** Opening EXTRACTED DATA block **

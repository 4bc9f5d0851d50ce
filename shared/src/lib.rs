//! Types shared by the authority server and its observers: math, the
//! replicated field primitive, the wire protocol, per-entity field sets, the
//! static scene layout and the gameplay constants both sides agree on.

pub mod authority;
pub mod error;
pub mod field;
pub mod math;
pub mod protocol;
pub mod scene;
pub mod schema;

pub use authority::{check_ownership, ClientId, EntityId, ReadPolicy, Role, WritePolicy};
pub use error::{SyncError, SyncResult};
pub use field::{ReplicatedField, SubscriptionId};
pub use math::{move_towards, move_towards_f32, Aabb, Color, Vec3};
pub use protocol::{
    Broadcast, EntityKind, FieldId, FieldUpdate, FieldValue, Floor, GameMode, HitKind, Packet,
    PowerUpKind, Request, PROTOCOL_VERSION,
};
pub use scene::{ElevatorLayout, SceneLayout, SpawnPoint};
pub use schema::{
    CabinFields, DoorFields, FieldSet, LightFields, LobbyFields, PlayerFields, PowerUpFields,
    ProjectileFields, RotatingDoorFields, WireValue,
};

pub const MAX_HEALTH: i32 = 100;
pub const BULLET_DAMAGE: i32 = 10;
pub const MAX_PLAYERS: u32 = 4;

pub const SHOOT_COOLDOWN: f64 = 0.5;
pub const MELEE_COOLDOWN: f64 = 1.5;
pub const MELEE_RANGE: f32 = 1.5;
/// Widest attacker-forward to victim angle of a frontal melee hit, degrees.
pub const MELEE_ANGLE: f32 = 60.0;
/// Attacker-forward to victim angle above which a melee hit is a backstab.
pub const BACKSTAB_ANGLE: f32 = 120.0;
pub const MELEE_MIN_DAMAGE: i32 = BULLET_DAMAGE * 2;
pub const MELEE_MAX_DAMAGE: i32 = 100;

pub const BUFF_DURATION: f64 = 30.0;
pub const NORMAL_SPEED: f32 = 2.0;
pub const BUFFED_SPEED: f32 = 40.0;
pub const NORMAL_DAMAGE_MULTIPLIER: f32 = 1.0;
pub const BUFFED_DAMAGE_MULTIPLIER: f32 = 1.5;
/// Degrees of yaw per unit of horizontal axis per move request.
pub const ROTATION_SPEED: f32 = 0.25;
pub const GRAVITY: f32 = -9.81;

pub const PLAYER_RADIUS: f32 = 0.5;
pub const PLAYER_HEIGHT: f32 = 1.8;
pub const PROJECTILE_SPEED: f32 = 50.0;
pub const PROJECTILE_RADIUS: f32 = 0.1;
pub const PROJECTILE_LIFETIME: f64 = 5.0;
/// Muzzle offset from the player's feet: forward, then up.
pub const MUZZLE_FORWARD: f32 = 0.8;
pub const MUZZLE_HEIGHT: f32 = 1.2;

pub const POWERUP_INTERVAL: f64 = 15.0;
pub const POWERUP_RADIUS: f32 = 1.0;

pub const DOOR_SLIDE_DISTANCE: f32 = 2.0;
pub const DOOR_SLIDE_SPEED: f32 = 2.0;
pub const DOOR_DWELL: f64 = 2.0;
pub const CABIN_SPEED: f32 = 3.0;
/// Distance under which a cabin or door counts as arrived and snaps.
/// Seconds between flicker bursts.
pub const FLICKER_INTERVAL: (f64, f64) = (5.0, 15.0);
/// Off/on pairs per burst.
pub const FLICKER_COUNT: (u32, u32) = (3, 6);
/// Seconds per off or on phase inside a burst.
pub const FLICKER_PHASE: (f64, f64) = (0.05, 0.2);

pub const ARRIVAL_EPSILON: f32 = 0.01;
pub const INTERACT_RADIUS: f32 = 2.5;

pub const KILL_FEED_CAPACITY: usize = 5;
pub const KILL_FEED_TTL: f64 = 3.0;

/// Tint applied to a player on death.
pub const DEAD_COLOR: Color = Color::rgba(0.5, 0.5, 0.5, 0.5);

/// Remaining fraction of a buff, `clamp01((expiry - now) / duration)`.
pub fn buff_remaining(buff_end_time: f64, now: f64) -> f32 {
    ((buff_end_time - now) / BUFF_DURATION).clamp(0.0, 1.0) as f32
}

#[cfg(test)]
mod tests {
    use super::*;
    use assert_approx_eq::assert_approx_eq;

    #[test]
    fn test_buff_remaining() {
        assert_approx_eq!(buff_remaining(130.0, 100.0), 1.0, 1e-6);
        assert_approx_eq!(buff_remaining(130.0, 115.0), 0.5, 1e-6);
        assert_eq!(buff_remaining(130.0, 130.0), 0.0);
        assert_eq!(buff_remaining(130.0, 500.0), 0.0);
    }

    #[test]
    fn test_packet_serialization_connect() {
        let packet = Packet::Connect {
            client_version: PROTOCOL_VERSION,
        };
        let serialized = bincode::serialize(&packet).unwrap();
        let deserialized: Packet = bincode::deserialize(&serialized).unwrap();

        match deserialized {
            Packet::Connect { client_version } => assert_eq!(client_version, PROTOCOL_VERSION),
            _ => panic!("Wrong packet type after deserialization"),
        }
    }

    #[test]
    fn test_packet_serialization_request() {
        let packet = Packet::Request {
            target: EntityId(12),
            request: Request::MovePlayer {
                axis_h: -1.0,
                axis_v: 0.5,
                shoot: true,
            },
        };

        let serialized = bincode::serialize(&packet).unwrap();
        let deserialized: Packet = bincode::deserialize(&serialized).unwrap();

        match deserialized {
            Packet::Request {
                target,
                request:
                    Request::MovePlayer {
                        axis_h,
                        axis_v,
                        shoot,
                    },
            } => {
                assert_eq!(target, EntityId(12));
                assert_approx_eq!(axis_h, -1.0);
                assert_approx_eq!(axis_v, 0.5);
                assert!(shoot);
            }
            _ => panic!("Wrong packet type after deserialization"),
        }
    }
}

** Closing EXTRACTED DATA block **

PROBLEM TO WORK ON: Above are the records; from them, give again exactly the lines from the one containing "pub const INTERACT_RADIUS: f32 = 2.5;" to the one containing "Remaining fraction of", both lines included, and nothing more.

SOLUTION FOR THIS TASK:
pub const INTERACT_RADIUS: f32 = 2.5;

pub const KILL_FEED_CAPACITY: usize = 5;
pub const KILL_FEED_TTL: f64 = 3.0;

/// Tint applied to a player on death.
pub const DEAD_COLOR: Color = Color::rgba(0.5, 0.5, 0.5, 0.5);

/// Remaining fraction of a buff, `clamp01((expiry - now) / duration)`.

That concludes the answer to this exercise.